WHAT TO DO: Take each line of the entries below that contains "their" and copy it.

Saved entries:
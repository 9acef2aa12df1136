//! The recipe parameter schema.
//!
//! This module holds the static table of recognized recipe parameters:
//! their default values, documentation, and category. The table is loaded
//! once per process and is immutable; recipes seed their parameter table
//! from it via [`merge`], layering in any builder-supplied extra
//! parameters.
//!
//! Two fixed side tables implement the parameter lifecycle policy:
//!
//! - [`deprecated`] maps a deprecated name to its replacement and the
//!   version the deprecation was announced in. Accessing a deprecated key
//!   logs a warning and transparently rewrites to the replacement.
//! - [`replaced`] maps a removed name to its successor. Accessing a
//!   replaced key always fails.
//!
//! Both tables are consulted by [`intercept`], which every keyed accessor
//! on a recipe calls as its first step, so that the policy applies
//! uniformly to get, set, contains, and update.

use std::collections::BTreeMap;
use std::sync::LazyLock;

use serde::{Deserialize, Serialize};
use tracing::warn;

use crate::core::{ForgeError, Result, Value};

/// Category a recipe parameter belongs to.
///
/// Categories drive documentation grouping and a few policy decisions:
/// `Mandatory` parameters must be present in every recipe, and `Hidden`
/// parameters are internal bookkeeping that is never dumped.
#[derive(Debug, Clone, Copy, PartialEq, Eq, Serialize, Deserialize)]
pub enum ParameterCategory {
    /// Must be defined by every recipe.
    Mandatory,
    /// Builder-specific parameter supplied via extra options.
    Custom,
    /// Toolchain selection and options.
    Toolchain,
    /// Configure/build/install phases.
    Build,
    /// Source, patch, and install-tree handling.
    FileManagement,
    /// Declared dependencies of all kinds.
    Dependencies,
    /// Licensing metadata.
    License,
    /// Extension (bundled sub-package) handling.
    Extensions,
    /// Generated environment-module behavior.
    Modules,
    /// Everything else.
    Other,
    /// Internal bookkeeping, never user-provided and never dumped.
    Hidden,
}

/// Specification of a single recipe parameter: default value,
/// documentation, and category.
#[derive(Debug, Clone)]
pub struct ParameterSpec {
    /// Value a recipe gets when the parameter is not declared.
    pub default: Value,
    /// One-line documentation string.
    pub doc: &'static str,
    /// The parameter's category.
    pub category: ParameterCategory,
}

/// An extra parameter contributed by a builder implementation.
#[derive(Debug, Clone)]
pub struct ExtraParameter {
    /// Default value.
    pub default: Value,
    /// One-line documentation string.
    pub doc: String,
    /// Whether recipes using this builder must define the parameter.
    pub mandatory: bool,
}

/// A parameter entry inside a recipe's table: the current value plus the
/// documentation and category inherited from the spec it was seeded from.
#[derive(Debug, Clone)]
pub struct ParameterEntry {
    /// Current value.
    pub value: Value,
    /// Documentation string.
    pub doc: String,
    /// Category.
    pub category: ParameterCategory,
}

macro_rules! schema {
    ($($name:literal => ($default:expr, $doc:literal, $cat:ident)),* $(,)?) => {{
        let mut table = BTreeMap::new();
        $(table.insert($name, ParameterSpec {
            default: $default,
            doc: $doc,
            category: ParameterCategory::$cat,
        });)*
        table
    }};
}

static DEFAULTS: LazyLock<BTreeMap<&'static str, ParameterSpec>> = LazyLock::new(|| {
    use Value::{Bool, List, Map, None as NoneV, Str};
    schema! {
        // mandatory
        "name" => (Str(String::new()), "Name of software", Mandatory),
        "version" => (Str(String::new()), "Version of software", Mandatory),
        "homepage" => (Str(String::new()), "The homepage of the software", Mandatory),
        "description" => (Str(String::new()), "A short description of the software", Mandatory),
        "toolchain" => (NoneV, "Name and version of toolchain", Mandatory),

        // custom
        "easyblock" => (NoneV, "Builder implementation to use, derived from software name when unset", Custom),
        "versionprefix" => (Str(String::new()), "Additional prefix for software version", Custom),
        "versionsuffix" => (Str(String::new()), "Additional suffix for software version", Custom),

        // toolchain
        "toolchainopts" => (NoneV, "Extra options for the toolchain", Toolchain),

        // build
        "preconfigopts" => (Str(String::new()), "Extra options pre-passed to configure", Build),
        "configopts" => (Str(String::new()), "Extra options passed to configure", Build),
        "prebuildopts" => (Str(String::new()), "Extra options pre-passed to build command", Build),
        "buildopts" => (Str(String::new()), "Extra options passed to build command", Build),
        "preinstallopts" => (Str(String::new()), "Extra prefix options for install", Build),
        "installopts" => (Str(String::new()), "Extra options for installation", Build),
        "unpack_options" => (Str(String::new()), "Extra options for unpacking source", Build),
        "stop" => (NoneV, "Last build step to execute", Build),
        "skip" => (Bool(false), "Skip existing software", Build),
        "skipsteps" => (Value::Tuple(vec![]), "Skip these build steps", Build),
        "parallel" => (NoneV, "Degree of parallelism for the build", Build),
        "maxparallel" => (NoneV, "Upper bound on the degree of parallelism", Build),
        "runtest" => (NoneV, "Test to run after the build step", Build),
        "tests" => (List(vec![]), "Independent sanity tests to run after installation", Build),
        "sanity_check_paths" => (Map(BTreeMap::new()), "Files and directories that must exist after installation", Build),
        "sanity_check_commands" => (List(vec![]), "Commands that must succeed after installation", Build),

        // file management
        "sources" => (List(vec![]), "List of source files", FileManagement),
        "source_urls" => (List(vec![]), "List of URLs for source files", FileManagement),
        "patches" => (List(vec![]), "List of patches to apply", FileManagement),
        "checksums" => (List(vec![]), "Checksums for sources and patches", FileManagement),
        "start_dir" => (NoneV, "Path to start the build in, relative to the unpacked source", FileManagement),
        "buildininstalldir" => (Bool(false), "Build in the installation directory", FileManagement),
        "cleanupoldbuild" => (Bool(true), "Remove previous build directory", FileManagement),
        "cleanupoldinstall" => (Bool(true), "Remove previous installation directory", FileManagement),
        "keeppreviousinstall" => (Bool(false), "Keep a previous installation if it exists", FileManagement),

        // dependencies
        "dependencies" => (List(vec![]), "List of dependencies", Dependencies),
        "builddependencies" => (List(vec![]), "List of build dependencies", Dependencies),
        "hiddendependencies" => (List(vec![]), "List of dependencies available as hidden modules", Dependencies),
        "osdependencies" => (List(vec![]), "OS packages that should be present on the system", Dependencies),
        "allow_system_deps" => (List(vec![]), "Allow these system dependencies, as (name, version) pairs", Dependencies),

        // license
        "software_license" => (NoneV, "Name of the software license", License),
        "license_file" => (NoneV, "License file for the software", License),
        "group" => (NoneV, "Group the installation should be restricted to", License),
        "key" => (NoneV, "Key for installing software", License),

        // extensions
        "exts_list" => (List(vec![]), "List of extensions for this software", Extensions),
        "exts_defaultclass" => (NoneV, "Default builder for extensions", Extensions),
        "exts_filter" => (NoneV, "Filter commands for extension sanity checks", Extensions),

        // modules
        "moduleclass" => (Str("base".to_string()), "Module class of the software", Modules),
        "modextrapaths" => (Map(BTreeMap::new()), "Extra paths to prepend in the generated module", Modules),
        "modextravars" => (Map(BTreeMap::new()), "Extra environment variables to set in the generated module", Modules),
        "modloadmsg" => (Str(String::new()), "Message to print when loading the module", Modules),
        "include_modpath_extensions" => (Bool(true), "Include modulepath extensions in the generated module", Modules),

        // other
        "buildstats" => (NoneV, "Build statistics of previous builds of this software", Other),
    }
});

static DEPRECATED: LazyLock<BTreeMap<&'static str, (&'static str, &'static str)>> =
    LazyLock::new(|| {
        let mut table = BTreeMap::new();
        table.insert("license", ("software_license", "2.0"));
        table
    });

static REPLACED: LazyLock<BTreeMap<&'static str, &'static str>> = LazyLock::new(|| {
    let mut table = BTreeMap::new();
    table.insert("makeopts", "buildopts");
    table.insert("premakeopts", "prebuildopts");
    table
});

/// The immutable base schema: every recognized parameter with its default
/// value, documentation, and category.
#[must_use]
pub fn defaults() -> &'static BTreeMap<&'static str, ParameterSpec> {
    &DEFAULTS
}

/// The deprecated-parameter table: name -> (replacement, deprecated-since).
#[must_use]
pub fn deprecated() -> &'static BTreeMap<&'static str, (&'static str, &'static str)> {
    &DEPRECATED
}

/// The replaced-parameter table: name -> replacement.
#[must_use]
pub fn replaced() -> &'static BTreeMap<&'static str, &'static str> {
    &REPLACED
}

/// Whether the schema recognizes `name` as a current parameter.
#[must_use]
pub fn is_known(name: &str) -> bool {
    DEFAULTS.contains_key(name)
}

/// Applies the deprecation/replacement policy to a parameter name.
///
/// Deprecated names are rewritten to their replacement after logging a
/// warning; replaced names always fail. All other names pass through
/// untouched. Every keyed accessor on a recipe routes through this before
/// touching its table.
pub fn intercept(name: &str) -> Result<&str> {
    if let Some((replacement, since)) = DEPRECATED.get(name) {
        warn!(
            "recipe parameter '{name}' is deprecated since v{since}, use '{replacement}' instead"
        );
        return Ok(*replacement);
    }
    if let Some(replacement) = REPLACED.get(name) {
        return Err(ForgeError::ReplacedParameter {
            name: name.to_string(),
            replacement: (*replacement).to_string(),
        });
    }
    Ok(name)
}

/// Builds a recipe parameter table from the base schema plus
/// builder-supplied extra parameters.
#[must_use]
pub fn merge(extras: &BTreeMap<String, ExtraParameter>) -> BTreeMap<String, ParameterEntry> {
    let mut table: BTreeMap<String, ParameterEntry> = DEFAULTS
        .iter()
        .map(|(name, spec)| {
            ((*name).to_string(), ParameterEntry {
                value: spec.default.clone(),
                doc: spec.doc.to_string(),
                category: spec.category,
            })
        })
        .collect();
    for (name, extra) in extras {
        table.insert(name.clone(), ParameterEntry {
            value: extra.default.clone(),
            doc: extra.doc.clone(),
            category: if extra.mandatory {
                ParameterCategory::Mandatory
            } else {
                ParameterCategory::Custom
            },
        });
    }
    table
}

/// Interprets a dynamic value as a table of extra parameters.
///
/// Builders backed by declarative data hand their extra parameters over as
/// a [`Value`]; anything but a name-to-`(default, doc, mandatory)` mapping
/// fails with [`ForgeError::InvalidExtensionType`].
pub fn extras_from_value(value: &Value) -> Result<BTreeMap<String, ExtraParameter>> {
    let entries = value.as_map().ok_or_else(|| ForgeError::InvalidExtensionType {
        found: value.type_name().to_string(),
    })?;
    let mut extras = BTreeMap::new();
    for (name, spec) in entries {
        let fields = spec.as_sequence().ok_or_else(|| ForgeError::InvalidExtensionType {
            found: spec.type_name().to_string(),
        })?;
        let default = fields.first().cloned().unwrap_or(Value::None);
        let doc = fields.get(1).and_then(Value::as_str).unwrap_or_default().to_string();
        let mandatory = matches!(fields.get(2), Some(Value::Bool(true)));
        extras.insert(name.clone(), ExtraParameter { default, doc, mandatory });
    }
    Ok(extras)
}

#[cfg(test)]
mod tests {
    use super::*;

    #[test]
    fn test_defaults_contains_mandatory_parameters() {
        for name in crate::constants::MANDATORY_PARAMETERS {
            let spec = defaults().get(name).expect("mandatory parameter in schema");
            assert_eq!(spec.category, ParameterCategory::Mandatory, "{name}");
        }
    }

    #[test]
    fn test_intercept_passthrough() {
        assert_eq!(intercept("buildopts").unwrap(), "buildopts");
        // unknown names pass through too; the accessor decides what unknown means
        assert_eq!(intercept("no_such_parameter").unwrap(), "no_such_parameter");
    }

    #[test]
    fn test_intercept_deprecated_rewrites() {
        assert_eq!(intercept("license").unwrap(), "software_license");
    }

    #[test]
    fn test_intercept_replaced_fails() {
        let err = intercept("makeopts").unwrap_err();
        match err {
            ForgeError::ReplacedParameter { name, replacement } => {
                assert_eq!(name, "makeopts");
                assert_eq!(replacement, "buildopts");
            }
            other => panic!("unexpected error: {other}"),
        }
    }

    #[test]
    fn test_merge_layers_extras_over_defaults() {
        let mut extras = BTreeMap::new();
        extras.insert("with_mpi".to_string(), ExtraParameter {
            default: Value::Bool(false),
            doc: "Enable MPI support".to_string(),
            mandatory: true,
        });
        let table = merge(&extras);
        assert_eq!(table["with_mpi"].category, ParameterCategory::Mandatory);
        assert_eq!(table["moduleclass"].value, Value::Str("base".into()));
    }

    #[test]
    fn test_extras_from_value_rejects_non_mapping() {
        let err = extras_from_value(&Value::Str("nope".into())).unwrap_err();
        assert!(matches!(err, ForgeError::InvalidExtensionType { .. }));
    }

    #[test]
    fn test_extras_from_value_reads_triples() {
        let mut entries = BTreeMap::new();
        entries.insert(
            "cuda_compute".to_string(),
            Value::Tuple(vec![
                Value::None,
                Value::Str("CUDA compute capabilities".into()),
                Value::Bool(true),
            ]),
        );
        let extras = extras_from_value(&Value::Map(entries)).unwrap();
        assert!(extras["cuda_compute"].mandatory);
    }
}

TASK OUTPUT:
//! their default values, documentation, and category. The table is loaded
//! once per process and is immutable; recipes seed their parameter table
/// Deprecated names are rewritten to their replacement after logging a
/// Builders backed by declarative data hand their extra parameters over as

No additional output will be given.